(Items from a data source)

impl ManifestSchema {
    /// The base table, used as-is for `cqe`.
    pub fn base() -> Self {
        let required = BTreeMap::from([
            ("AUTHOR_ID", ValueRule::Any),
            ("SERVICE_ID", ValueRule::Numeric),
        ]);
        let optional = BTreeMap::from([
            ("CFLAGS", ValueRule::Any),
            ("CXXFLAGS", ValueRule::Any),
            ("LDFLAGS", ValueRule::Any),
            ("NO_STRIP", ValueRule::Numeric),
            ("POLLS_RELEASE_COUNT", ValueRule::Numeric),
            ("POLLS_RELEASE_SEED", ValueRule::SignedNumeric),
            ("POLLS_RELEASE_MAX_DEPTH", ValueRule::Numeric),
            ("POLLS_TESTING_COUNT", ValueRule::Numeric),
            ("POLLS_TESTING_SEED", ValueRule::SignedNumeric),
            ("POLLS_TESTING_MAX_DEPTH", ValueRule::Numeric),
        ]);
        Self { required, optional }
    }

    pub fn for_variant(variant: Variant) -> Self {
        let mut schema = Self::base();
        match variant {
            Variant::Cqe => {}
            Variant::Generic => {
                schema.optional.insert("VULN_COUNT", ValueRule::Numeric);
            }
            Variant::Cfe => {
                schema.required.insert("VULN_COUNT", ValueRule::Numeric);
                // Count and seed keys go, except the release count; depth keys stay.
                for key in [
                    "POLLS_RELEASE_SEED",
                    "POLLS_TESTING_COUNT",
                    "POLLS_TESTING_SEED",
                ] {
                    schema.optional.remove(key);
                }
            }
        }
        schema
    }

    fn rule_for(&self, key: &str) -> Option<ValueRule> {
        self.required
            .get(key)
            .or_else(|| self.optional.get(key))
            .copied()
    }
}

/// Why a manifest line was rejected.
#[derive(Debug, Clone, PartialEq, Eq, Serialize)]
#[serde(tag = "kind", rename_all = "snake_case")]
pub enum ManifestViolation {
    InlineComment { line: usize },
    ShellMetacharacter { line: usize, character: char },
    MissingInclude { found: Option<String> },
    NotAnAssignment { line: usize },
    UnknownKey { line: usize, key: String },
    InvalidValue { line: usize, key: String, value: String },
    DuplicateKey { line: usize, key: String },
    MissingRequiredKey { key: String },
}

impl fmt::Display for ManifestViolation {
    fn fmt(&self, f: &mut fmt::Formatter<'_>) -> fmt::Result {
        match self {
            Self::InlineComment { line } => write!(f, "line {line}: comments are not allowed"),
            Self::ShellMetacharacter { line, character } => {
                write!(f, "line {line}: shell metacharacter '{character}' not allowed")
            }
            Self::MissingInclude { found: Some(found) } => write!(
                f,
                "last line must be '{INCLUDE_DIRECTIVE}', found '{found}'"
            ),
            Self::MissingInclude { found: None } => {
                write!(f, "manifest is empty; expected '{INCLUDE_DIRECTIVE}'")
            }
            Self::NotAnAssignment { line } => write!(f, "line {line}: expected KEY=value"),
            Self::UnknownKey { line, key } => write!(f, "line {line}: unknown variable {key}"),
            Self::InvalidValue { line, key, value } => {
                write!(f, "line {line}: invalid value for {key}: '{value}'")
            }
            Self::DuplicateKey { line, key } => write!(f, "line {line}: duplicate variable {key}"),
            Self::MissingRequiredKey { key } => write!(f, "missing required variable {key}"),
        }
    }
}

/// Parsed assignments, in file order.
#[derive(Debug, Clone, Default, PartialEq, Eq)]
pub struct Manifest {
    pub entries: Vec<(String, String)>,
}

impl Manifest {
    pub fn get(&self, key: &str) -> Option<&str> {
        self.entries
            .iter()
            .find(|(k, _)| k == key)
            .map(|(_, v)| v.as_str())
    }
}

/// Manifest plus every violation found while reading it.
#[derive(Debug, Clone, Default, PartialEq, Eq)]
pub struct ManifestReport {
    pub manifest: Manifest,
    pub violations: Vec<ManifestViolation>,
}

impl ManifestReport {
    pub fn is_valid(&self) -> bool {
        self.violations.is_empty()
    }
}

» EXERCISE
Starting at the top of the data above, repeat every line exactly until the line containing "pub enum ManifestViolation" has been given, then stop.

» THE COMPLETED TASK
impl ManifestSchema {
    /// The base table, used as-is for `cqe`.
    pub fn base() -> Self {
        let required = BTreeMap::from([
            ("AUTHOR_ID", ValueRule::Any),
            ("SERVICE_ID", ValueRule::Numeric),
        ]);
        let optional = BTreeMap::from([
            ("CFLAGS", ValueRule::Any),
            ("CXXFLAGS", ValueRule::Any),
            ("LDFLAGS", ValueRule::Any),
            ("NO_STRIP", ValueRule::Numeric),
            ("POLLS_RELEASE_COUNT", ValueRule::Numeric),
            ("POLLS_RELEASE_SEED", ValueRule::SignedNumeric),
            ("POLLS_RELEASE_MAX_DEPTH", ValueRule::Numeric),
            ("POLLS_TESTING_COUNT", ValueRule::Numeric),
            ("POLLS_TESTING_SEED", ValueRule::SignedNumeric),
            ("POLLS_TESTING_MAX_DEPTH", ValueRule::Numeric),
        ]);
        Self { required, optional }
    }

    pub fn for_variant(variant: Variant) -> Self {
        let mut schema = Self::base();
        match variant {
            Variant::Cqe => {}
            Variant::Generic => {
                schema.optional.insert("VULN_COUNT", ValueRule::Numeric);
            }
            Variant::Cfe => {
                schema.required.insert("VULN_COUNT", ValueRule::Numeric);
                // Count and seed keys go, except the release count; depth keys stay.
                for key in [
                    "POLLS_RELEASE_SEED",
                    "POLLS_TESTING_COUNT",
                    "POLLS_TESTING_SEED",
                ] {
                    schema.optional.remove(key);
                }
            }
        }
        schema
    }

    fn rule_for(&self, key: &str) -> Option<ValueRule> {
        self.required
            .get(key)
            .or_else(|| self.optional.get(key))
            .copied()
    }
}

/// Why a manifest line was rejected.
#[derive(Debug, Clone, PartialEq, Eq, Serialize)]
#[serde(tag = "kind", rename_all = "snake_case")]
pub enum ManifestViolation {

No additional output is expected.